Howdy folks,
As we’ve all experienced, the entire world is going digital and increasingly everything is connected to the cloud. For most of you, this means your organizations are creating and using more software than ever before and most of it is running as a workload in a cloud somewhere.
These software workloads typically need to access resources in the cloud, things like Azure storage or key vault or documents and email in Microsoft Graph. And to do that, these software workloads need to be able to authenticate, just like users. This creates a big challenge for developers, DevOps, and administrators. They need to deal with the secrets necessary to authenticate this access. These secrets must be stored securely and rotated frequently. Secrets management is becoming more challenging for many organizations, especially with the increasing number of software workloads that need to access other resources.
We’ve added a new public preview capability in Azure AD called workload identity federation to minimize the need for these secrets. It’s useful when your software workload is running in an environment where you can’t use managed identities in Azure. This capability allows you to access Azure AD protected resources such as Azure and Microsoft Graph without needing secrets! You can configure Azure AD to trust tokens issued to your software workload by another identity provider.
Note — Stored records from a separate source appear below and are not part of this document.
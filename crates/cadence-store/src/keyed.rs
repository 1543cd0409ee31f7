//! A string-keyed map with one lock per entry.
//!
//! [`KeyedMap`] keeps a directory of `Arc<Mutex<V>>` shards behind a
//! `RwLock`. The directory lock is held only while resolving or
//! inserting a key; the shard lock is then taken on its own. Callers
//! receive a [`KeyHandle`] they can lock repeatedly without touching
//! the directory again.
//!
//! Poisoned locks are recovered rather than propagated: the stored
//! values are plain data with no invariants a panicking writer could
//! leave half-applied.

use std::ops::{Deref, DerefMut};
use std::sync::{Arc, Mutex, MutexGuard, PoisonError, RwLock};

use indexmap::IndexMap;

/// Shared handle to one entry of a [`KeyedMap`].
///
/// Cloning is cheap (an `Arc` bump). A handle stays valid after its key
/// is removed from the map; it simply no longer aliases anything the
/// map can reach.
pub struct KeyHandle<V> {
    inner: Arc<Mutex<V>>,
}

impl<V> KeyHandle<V> {
    fn new(value: V) -> Self {
        Self {
            inner: Arc::new(Mutex::new(value)),
        }
    }

    /// Acquire this entry's lock, blocking until it is free.
    pub fn lock(&self) -> KeyGuard<'_, V> {
        KeyGuard {
            guard: self.inner.lock().unwrap_or_else(PoisonError::into_inner),
        }
    }

    /// Whether two handles refer to the same entry.
    pub fn ptr_eq(&self, other: &Self) -> bool {
        Arc::ptr_eq(&self.inner, &other.inner)
    }
}

impl<V> Clone for KeyHandle<V> {
    fn clone(&self) -> Self {
        Self {
            inner: Arc::clone(&self.inner),
        }
    }
}

impl<V> std::fmt::Debug for KeyHandle<V> {
    fn fmt(&self, f: &mut std::fmt::Formatter<'_>) -> std::fmt::Result {
        f.debug_struct("KeyHandle")
            .field("refs", &Arc::strong_count(&self.inner))
            .finish()
    }
}

/// Scoped access to one entry. The lock is released on drop.
pub struct KeyGuard<'a, V> {
    guard: MutexGuard<'a, V>,
}

impl<V> Deref for KeyGuard<'_, V> {
    type Target = V;

    fn deref(&self) -> &V {
        &self.guard
    }
}

impl<V> DerefMut for KeyGuard<'_, V> {
    fn deref_mut(&mut self) -> &mut V {
        &mut self.guard
    }
}

/// A map from names to independently locked values.
///
/// Iteration order is insertion order (`IndexMap`), which downstream
/// code relies on for stable file headers.
pub struct KeyedMap<V> {
    directory: RwLock<IndexMap<String, KeyHandle<V>>>,
}

// Compile-time assertion: KeyedMap must be Send + Sync for Send values.
const _: fn() = || {
    fn assert<T: Send + Sync>() {}
    assert::<KeyedMap<Vec<f64>>>();
};

impl<V> KeyedMap<V> {
    /// Create an empty map.
    pub fn new() -> Self {
        Self {
            directory: RwLock::new(IndexMap::new()),
        }
    }

    /// Return the handle for `key`, inserting `init()` if it is absent.
    ///
    /// The boolean is `true` if this call performed the insertion. Two
    /// threads racing on the same absent key both receive the same
    /// handle; exactly one of them sees `true`.
    pub fn get_or_insert_with(&self, key: &str, init: impl FnOnce() -> V) -> (KeyHandle<V>, bool) {
        if let Some(handle) = self.get(key) {
            return (handle, false);
        }
        let mut dir = self.directory.write().unwrap_or_else(PoisonError::into_inner);
        // Re-check: another writer may have inserted between the two locks.
        if let Some(handle) = dir.get(key) {
            return (handle.clone(), false);
        }
        let handle = KeyHandle::new(init());
        dir.insert(key.to_string(), handle.clone());
        (handle, true)
    }

    /// Look up the handle for `key`.
    pub fn get(&self, key: &str) -> Option<KeyHandle<V>> {
        self.directory
            .read()
            .unwrap_or_else(PoisonError::into_inner)
            .get(key)
            .cloned()
    }

    /// Run `f` on the value for `key` under its lock.
    ///
    /// Returns `None` if the key is absent. The directory lock is released
    /// before the entry lock is taken.
    pub fn with<R>(&self, key: &str, f: impl FnOnce(&mut V) -> R) -> Option<R> {
        let handle = self.get(key)?;
        let mut guard = handle.lock();
        Some(f(&mut guard))
    }

    /// Remove `key`, preserving the order of the remaining entries.
    pub fn remove(&self, key: &str) -> Option<KeyHandle<V>> {
        self.directory
            .write()
            .unwrap_or_else(PoisonError::into_inner)
            .shift_remove(key)
    }

    /// Whether `key` is present.
    pub fn contains_key(&self, key: &str) -> bool {
        self.directory
            .read()
            .unwrap_or_else(PoisonError::into_inner)
            .contains_key(key)
    }

    /// Keys in insertion order.
    pub fn keys(&self) -> Vec<String> {
        self.directory
            .read()
            .unwrap_or_else(PoisonError::into_inner)
            .keys()
            .cloned()
            .collect()
    }

    /// A point-in-time copy of every `(key, handle)` pair in insertion order.
    ///
    /// Callers iterate the snapshot and lock entries one at a time, which
    /// keeps the single-key discipline during whole-map sweeps.
    pub fn entries(&self) -> Vec<(String, KeyHandle<V>)> {
        self.directory
            .read()
            .unwrap_or_else(PoisonError::into_inner)
            .iter()
            .map(|(k, h)| (k.clone(), h.clone()))
            .collect()
    }

    /// Number of entries.
    pub fn len(&self) -> usize {
        self.directory.read().unwrap_or_else(PoisonError::into_inner).len()
    }

    /// Whether the map has no entries.
    pub fn is_empty(&self) -> bool {
        self.len() == 0
    }
}

impl<V> Default for KeyedMap<V> {
    fn default() -> Self {
        Self::new()
    }
}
Your software workloads can then use these tokens to get Azure AD tokens and access Azure and Graph resources.
Here are some scenarios where you can use this workload identity federation capability today:
- GitHub Actions workflows to achieve CI/CD with Azure: rather than store an Azure AD secret in your GitHub repository, you can use GitHub tokens to authenticate and deploy your services to Azure. (See GitHub documentation for more details)
- Services running in Kubernetes clusters: you can use tokens issued to your service accounts by Kubernetes clusters to access Azure resources. Azure AD workload identity for Kubernetes is an open-source project which guides the use of this capability in your Kubernetes cluster, no matter where it is running.
- Services using SPIFFE/SPIRE for their workload identities: if you use SPIFFE/SPIRE for identities needed by your software workloads, you can use the SPIFFE tokens to access Azure resources.
- Services running in Google Cloud Platform: using the identity token issued to a Google service account, your software workload running in GCP (Google Cloud Platform) can access Azure resources without additional secrets.
These blog posts from Uday Hegde, a member of my team, walk through each of these scenarios:
- GitHub Actions CI/CD to Azure
- Services running in Kubernetes clusters
- Services using SPIFFE/SPIRE for their workload identities
- Services running in Google Cloud Platform
We will continue to expand the scenarios where you can achieve this kind of secret-less authentication.
Learn more about Azure AD workload identity federation at our documentation page.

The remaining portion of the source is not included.